The architecture used is based on the Inception architecture. Developed by Google in 2014, Inception v3 is build on a succession of inception module.
The Inception architecture has been designed by Google researchers to permit the training of deeper models. The two mains characteristics of this model are the used of multiple convolution operations with different kernel size operating in a parallel manner at each layer, and the used of 1x1 convolution. The used of different kernel sizes give to the model the opportunity to choose at each layer the importance of each kernel size. The model can "learn" its own architected dynamically. The 1x1 convolution are used to reduce the number of channels before each larger convolution. Nowadays, this kind of architecture is still widely used and continue to be improved.
The Inception model is just a superposition of different inception module.
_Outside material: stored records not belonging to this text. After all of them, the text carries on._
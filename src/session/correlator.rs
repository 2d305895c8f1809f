//! Request/response correlation.
//!
//! Each outstanding request owns a one-shot completion keyed by its frame
//! id. A completion fires at most once: either with the response, or with
//! the teardown cause when the transport goes away.

use std::collections::HashMap;

use serde_json::Value;
use tokio::sync::oneshot;
use tracing::debug;

use crate::core::RequestError;
use crate::frame::ResponseFrame;

/// Completion handle for one request.
pub type Reply = oneshot::Sender<Result<Value, RequestError>>;

/// Map of in-flight request ids to their completions.
#[derive(Debug, Default)]
pub struct RequestCorrelator {
    pending: HashMap<String, Reply>,
}

impl RequestCorrelator {
    /// Create an empty correlator.
    pub fn new() -> Self {
        Self::default()
    }

    /// Number of outstanding requests.
    pub fn len(&self) -> usize {
        self.pending.len()
    }

    /// Whether nothing is outstanding.
    pub fn is_empty(&self) -> bool {
        self.pending.is_empty()
    }

    /// Whether `id` is outstanding.
    pub fn contains(&self, id: &str) -> bool {
        self.pending.contains_key(id)
    }

    /// Track `reply` under `id`.
    ///
    /// Hands the reply back if `id` is already outstanding.
    pub fn register(&mut self, id: String, reply: Reply) -> Result<(), Reply> {
        if self.pending.contains_key(&id) {
            return Err(reply);
        }
        self.pending.insert(id, reply);
        Ok(())
    }

    /// Complete the request matching `frame.id`.
    ///
    /// Returns `false` for unknown ids; such frames are dropped.
    pub fn resolve(&mut self, frame: ResponseFrame) -> bool {
        let Some(reply) = self.pending.remove(&frame.id) else {
            debug!(id = %frame.id, "dropping response for unknown request");
            return false;
        };
        // The caller may have stopped waiting; that is not an error here.
        let _ = reply.send(frame.into_result().map_err(RequestError::Remote));
        true
    }

    /// Fail every outstanding request with `error`, returning how many there were.
    pub fn reject_all(&mut self, error: RequestError) -> usize {
        let count = self.pending.len();
        for (_, reply) in self.pending.drain() {
            let _ = reply.send(Err(error.clone()));
        }
        count
    }
}
//! # Gateway Session
//!
//! Client for the gateway session protocol: one persistent WebSocket to a
//! remote gateway carrying a signed challenge handshake, concurrent
//! request/response pairs, and a sequenced push-event stream. It provides:
//!
//! - **Authentication**: Ed25519 device identity signing a server-issued
//!   nonce, with device-scoped tokens that fall back to a shared credential
//! - **Multiplexing**: requests correlated by id, answered in any order
//! - **Integrity**: gaps in the event sequence are detected and reported
//! - **Recovery**: jittered exponential reconnect that backs off harder while
//!   the host is hidden
//!
//! ## Feature Flags
//!
//! - `websocket` (default): tokio-tungstenite transport
//! - `file-store` (default): JSON-file identity and token stores
//!
//! ## Modules
//!
//! - [`core`]: constants, error types, and collaborator traits
//! - [`frame`]: wire frames and their JSON codec
//! - [`identity`]: device keypair, signing capability, token stores
//! - [`session`]: the sans-IO connection state machine and its parts
//! - [`transport`]: the connector seam and the WebSocket connector
//! - [`client`]: the async client handle and its driver task
//!
//! ## Example Usage
//!
//! ```ignore
//! use gateway_session::prelude::*;
//!
//! let config = GatewayClientBuilder::new()
//!     .url("wss://gateway.example/ws")
//!     .client_id("control-ui")
//!     .token("shared-secret")
//!     .build()?;
//!
//! let (client, mut notifications) =
//!     GatewayClient::new(config, Collaborators::persistent(WebSocketConnector, "./.gateway"));
//! client.start();
//!
//! while let Some(notification) = notifications.recv().await {
//!     match notification {
//!         GatewayNotification::Hello(hello) => println!("protocol {}", hello.protocol),
//!         GatewayNotification::Event(event) => println!("{}", event.event),
//!         GatewayNotification::Gap(gap) => eprintln!("missed {} events", gap.missed()),
//!         _ => {}
//!     }
//! }
//! ```

#![forbid(unsafe_code)]
#![warn(missing_docs)]
#![cfg_attr(docsrs, feature(doc_cfg))]

// Core module (always included)
pub mod core;

pub mod frame;
pub mod identity;
pub mod session;
pub mod transport;

pub mod client;

/// Prelude module for convenient imports.
pub mod prelude {
    pub use crate::client::{Collaborators, GatewayClient, GatewayClientBuilder, GatewayClientConfig};
    pub use crate::core::*;
    pub use crate::frame::{ErrorShape, EventFrame, HelloOk};
    pub use crate::identity::{DeviceIdentity, DeviceToken, MemoryTokenStore, SigningCapability};
    pub use crate::session::{ConnectionState, GatewayNotification, NotificationReceiver};
    pub use crate::transport::Connector;

    #[cfg(feature = "file-store")]
    pub use crate::identity::{FileIdentityStore, FileTokenStore};

    #[cfg(feature = "websocket")]
    pub use crate::transport::WebSocketConnector;
}

// Re-export commonly used items at crate root
pub use client::{Collaborators, GatewayClient, GatewayClientBuilder, GatewayClientConfig};
pub use crate::core::{GatewayError, RequestError};
pub use session::{ConnectionState, GatewayNotification};
//! Gateway tail
//!
//! Connects to a gateway, prints every pushed event, and optionally calls a
//! single method once the session opens.
//!
//! Environment variables:
//! - GATEWAY_URL, GATEWAY_TOKEN, GATEWAY_PASSWORD, GATEWAY_ROLE,
//!   GATEWAY_SCOPES, GATEWAY_CLIENT_ID, GATEWAY_LOCALE: client configuration
//! - GATEWAY_STATE_DIR: where the device identity and tokens live (default ./.gateway)
//! - GATEWAY_CALL_METHOD: method to call after each successful handshake
//! - GATEWAY_CALL_PARAMS: JSON params for that call
//! - GATEWAY_LOG: log filter (default info)

use std::sync::Arc;

use gateway_session::prelude::*;
use serde_json::Value;
use thiserror::Error;
use tracing::{error, info, warn};
use tracing_subscriber::EnvFilter;

#[derive(Debug, Error)]
enum TailError {
    #[error(transparent)]
    Gateway(#[from] GatewayError),

    #[error("GATEWAY_CALL_PARAMS is not valid JSON: {0}")]
    Params(#[from] serde_json::Error),
}

struct Call {
    method: String,
    params: Option<Value>,
}

impl Call {
    fn from_env() -> Result<Option<Self>, TailError> {
        let Some(method) = env("GATEWAY_CALL_METHOD") else {
            return Ok(None);
        };
        let params = env("GATEWAY_CALL_PARAMS")
            .map(|raw| serde_json::from_str(&raw))
            .transpose()?;
        Ok(Some(Self { method, params }))
    }
}

fn env(key: &str) -> Option<String> {
    std::env::var(key).ok().filter(|v| !v.is_empty())
}

#[tokio::main]
async fn main() {
    tracing_subscriber::fmt()
        .with_env_filter(
            EnvFilter::try_from_env("GATEWAY_LOG").unwrap_or_else(|_| EnvFilter::new("info")),
        )
        .init();

    if let Err(e) = run().await {
        error!(error = %e, "gateway-tail failed");
        std::process::exit(1);
    }
}

async fn run() -> Result<(), TailError> {
    let config = GatewayClientBuilder::from_env().mode("cli").build()?;
    let call = Call::from_env()?.map(Arc::new);
    let state_dir = env("GATEWAY_STATE_DIR").unwrap_or_else(|| "./.gateway".into());

    info!(url = %config.url, state_dir = %state_dir, "connecting");
    let (client, mut notifications) =
        GatewayClient::new(config, Collaborators::persistent(WebSocketConnector::new(), &state_dir));
    let client = Arc::new(client);
    client.start();

    loop {
        tokio::select! {
            notification = notifications.recv() => {
                let Some(notification) = notification else { break };
                handle(&client, call.as_ref(), notification);
            }
            _ = tokio::signal::ctrl_c() => {
                info!("interrupted");
                client.stop();
                break;
            }
        }
    }
    Ok(())
}

fn handle(client: &Arc<GatewayClient>, call: Option<&Arc<Call>>, notification: GatewayNotification) {
    match notification {
        GatewayNotification::Hello(hello) => {
            info!(protocol = hello.protocol, device = ?client.device_id(), "session open");
            if let Some(call) = call {
                let client = Arc::clone(client);
                let call = Arc::clone(call);
                tokio::spawn(async move {
                    match client.request(call.method.as_str(), call.params.clone()).await {
                        Ok(result) => println!("{} -> {result}", call.method),
                        Err(e) => warn!(method = %call.method, error = %e, "call failed"),
                    }
                });
            }
        }
        GatewayNotification::Event(event) => {
            let payload = event.payload.unwrap_or(Value::Null);
            match event.seq {
                Some(seq) => println!("[{seq}] {} {payload}", event.event),
                None => println!("{} {payload}", event.event),
            }
        }
        GatewayNotification::Gap(gap) => {
            warn!(expected = gap.expected, received = gap.received, "missed {} events", gap.missed());
        }
        GatewayNotification::Closed { code, reason } => info!(code, %reason, "closed"),
        GatewayNotification::ReconnectScheduled(retry) => {
            info!(attempt = retry.attempt, delay_ms = retry.delay.as_millis() as u64, hidden = retry.hidden, "reconnect scheduled");
        }
        GatewayNotification::StateChanged(state) => tracing::debug!(%state, "state"),
    }
}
There is no widely used dataset to perform geolocalization task. Most of them are really small and so unfitting for this kind of problem. Two solutions often came out, scarp images on social media where the localization is shown or used Google StreetView to get images. Both have their strength and weakness, but in this paper the authors decided to scrap the internet for images, which given them a broader set photos.
Also, data augmentation isn't really an option here, because we want the model to be able to differentiate between subtle changes in the environment. Also, it needs to see during training a sample from different places inside the same class. Indeed, the extreme image variations inside a class wouldn't be fixed just by tweaking existing photos.
Composed of 125 million of picture with GPS coordinate label taken from all over the web with close to no prior selection. The dataset is composed of portrait, landscape, interior photography but his also extremely noisy with image of product, pet, cars, etc.
The model consists of 74.7M parameters, which found empirically to be the optimal number. Upscaling this number wasn’t giving any improvement and reducing was affecting the accuracy. They used Cross Entropy loss function and trained the model for 2.5 months on FlickR Dataset until the convergence of the validation set accuracy.
The accuracy for the model has been tested on a set of 2 million pictures taken from the social media platform FlickR. PlaNet is able to localize 3.6% of the images at street-level accuracy and 10.1% at city-level accuracy. 28.4% of the photos are correctly localized at country level and 48.0% at continent level.
The author also made heatmaps for different images. An heatmap is a way to understand what part of this image is the most important for the model to make its decision. It works by occulting pixels and analysing the confidence of the model on these new images.
These heatmaps give interesting informations on the way the model is performing its classification. It seems, even if the number of images where heatmap has been produces are really small, that the model tends to focus on the overall environment and not directly on the main subject of the picture. For example, the (a) and (b) images are using more the background than the subject in the first plan. In the third picture, you can see that the tree in the foreground, that are usually not present in Shanghai, have a huge impact on the classification result.
PlaNet vs IM2GPS:
PlaNet localizes 236% more images accurately at street level and 51% more images accurately at country level. Another advantage of using a deep learning approach compared to a data driven one, is the size of storage need to operate. IMG2PS needs to 8.4TB of memory (having to store vector representation of each photo in the training data set), compared to 350MB for Planet, making in it more easily usable on different platform. The inference time is also reduce significanltly. Computing KNN search with milions of images can be really long compared to the forward pass of an Inception model.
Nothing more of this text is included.